───── DATASET ENTRIES ─────
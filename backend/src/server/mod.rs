//! Server construction and middleware wiring.

mod config;
mod state_builders;

pub use config::ServerConfig;

use state_builders::build_http_state;

use actix_session::{
    config::{CookieContentSecurity, PersistentSession},
    storage::CookieSessionStore,
    SessionMiddleware,
};
use actix_web::cookie::{Key, SameSite};
use actix_web::dev::{Server, ServiceFactory, ServiceRequest, ServiceResponse};
use actix_web::{web, App, HttpServer};
#[cfg(debug_assertions)]
use utoipa::OpenApi;
#[cfg(debug_assertions)]
use utoipa_swagger_ui::SwaggerUi;

#[cfg(debug_assertions)]
use crate::doc::ApiDoc;
use crate::inbound::http::bookings::car_rentals::{
    create_car_rental, delete_car_rental, get_car_rental, list_car_rentals, update_car_rental,
};
use crate::inbound::http::bookings::cruises::{
    create_cruise, delete_cruise, get_cruise, list_cruises, update_cruise,
};
use crate::inbound::http::bookings::excursions::{
    create_excursion, delete_excursion, get_excursion, list_excursions, update_excursion,
};
use crate::inbound::http::bookings::flights::{
    create_flight, delete_flight, get_flight, list_flights, update_flight,
};
use crate::inbound::http::bookings::hotels::{
    create_hotel, delete_hotel, get_hotel, list_hotels, update_hotel,
};
use crate::inbound::http::bookings::medical_assists::{
    create_medical_assist, delete_medical_assist, get_medical_assist, list_medical_assists,
    update_medical_assist,
};
use crate::inbound::http::bookings::transfers::{
    create_transfer, delete_transfer, get_transfer, list_transfers, update_transfer,
};
use crate::inbound::http::health::{live, ready, HealthState};
use crate::inbound::http::pax::{create_pax, delete_pax, get_pax, list_pax, update_pax};
use crate::inbound::http::reservations::{
    create_reservation, delete_reservation, get_reservation, list_reservations,
    update_reservation,
};
use crate::inbound::http::state::HttpState;
use crate::inbound::http::users::login;

#[derive(Clone)]
struct AppDependencies {
    health_state: web::Data<HealthState>,
    http_state: web::Data<HttpState>,
    key: Key,
    cookie_secure: bool,
    same_site: SameSite,
}

fn build_app(
    deps: AppDependencies,
) -> App<
    impl ServiceFactory<
        ServiceRequest,
        Config = (),
        Response = ServiceResponse,
        Error = actix_web::Error,
        InitError = (),
    >,
> {
    let AppDependencies {
        health_state,
        http_state,
        key,
        cookie_secure,
        same_site,
    } = deps;

    let session = SessionMiddleware::builder(CookieSessionStore::default(), key)
        .cookie_name("session".into())
        .cookie_path("/".into())
        .cookie_secure(cookie_secure)
        .cookie_http_only(true)
        .cookie_content_security(CookieContentSecurity::Private)
        .cookie_same_site(same_site)
        .session_lifecycle(
            PersistentSession::default().session_ttl(actix_web::cookie::time::Duration::hours(2)),
        )
        .build();

    let api = web::scope("/api/v1")
        .wrap(session)
        .service(login)
        .service(create_reservation)
        .service(list_reservations)
        .service(get_reservation)
        .service(update_reservation)
        .service(delete_reservation)
        .service(create_pax)
        .service(list_pax)
        .service(get_pax)
        .service(update_pax)
        .service(delete_pax)
        .service(create_hotel)
        .service(list_hotels)
        .service(get_hotel)
        .service(update_hotel)
        .service(delete_hotel)
        .service(create_flight)
        .service(list_flights)
        .service(get_flight)
        .service(update_flight)
        .service(delete_flight)
        .service(create_cruise)
        .service(list_cruises)
        .service(get_cruise)
        .service(update_cruise)
        .service(delete_cruise)
        .service(create_transfer)
        .service(list_transfers)
        .service(get_transfer)
        .service(update_transfer)
        .service(delete_transfer)
        .service(create_excursion)
        .service(list_excursions)
        .service(get_excursion)
        .service(update_excursion)
        .service(delete_excursion)
        .service(create_medical_assist)
        .service(list_medical_assists)
        .service(get_medical_assist)
        .service(update_medical_assist)
        .service(delete_medical_assist)
        .service(create_car_rental)
        .service(list_car_rentals)
        .service(get_car_rental)
        .service(update_car_rental)
        .service(delete_car_rental);

    let app = App::new()
        .app_data(health_state)
        .app_data(http_state)
        .service(api)
        .service(ready)
        .service(live);

    #[cfg(debug_assertions)]
    let app = app.service(SwaggerUi::new("/docs").url("/api-docs/openapi.json", ApiDoc::openapi()));
    #[cfg(not(debug_assertions))]
    let app = app;

    app
}

/// Construct an actix HTTP server from the provided configuration.
///
/// # Errors
///
/// Propagates [`std::io::Error`] when binding the socket fails.
pub fn create_server(
    health_state: web::Data<HealthState>,
    config: ServerConfig,
) -> std::io::Result<Server> {
    let server_health_state = health_state.clone();
    let http_state = build_http_state(&config);
    let ServerConfig {
        key,
        cookie_secure,
        same_site,
        bind_addr,
        db_pool: _,
    } = config;

    let server = HttpServer::new(move || {
        build_app(AppDependencies {
            health_state: server_health_state.clone(),
            http_state: http_state.clone(),
            key: key.clone(),
            cookie_secure,
            same_site,
        })
    })
    .bind(bind_addr)?
    .run();

    health_state.mark_ready();
    Ok(server)
}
─────
**PROMPT**
Print the line containing "#[cfg(not(debug_assertions))]", then every line after it through the last line of the records, each exactly as written; nothing else belongs in the answer.

**ANSWER FOR THE TASK**
    #[cfg(not(debug_assertions))]
    let app = app;

    app
}

/// Construct an actix HTTP server from the provided configuration.
///
/// # Errors
///
/// Propagates [`std::io::Error`] when binding the socket fails.
pub fn create_server(
    health_state: web::Data<HealthState>,
    config: ServerConfig,
) -> std::io::Result<Server> {
    let server_health_state = health_state.clone();
    let http_state = build_http_state(&config);
    let ServerConfig {
        key,
        cookie_secure,
        same_site,
        bind_addr,
        db_pool: _,
    } = config;

    let server = HttpServer::new(move || {
        build_app(AppDependencies {
            health_state: server_health_state.clone(),
            http_state: http_state.clone(),
            key: key.clone(),
            cookie_secure,
            same_site,
        })
    })
    .bind(bind_addr)?
    .run();

    health_state.mark_ready();
    Ok(server)
}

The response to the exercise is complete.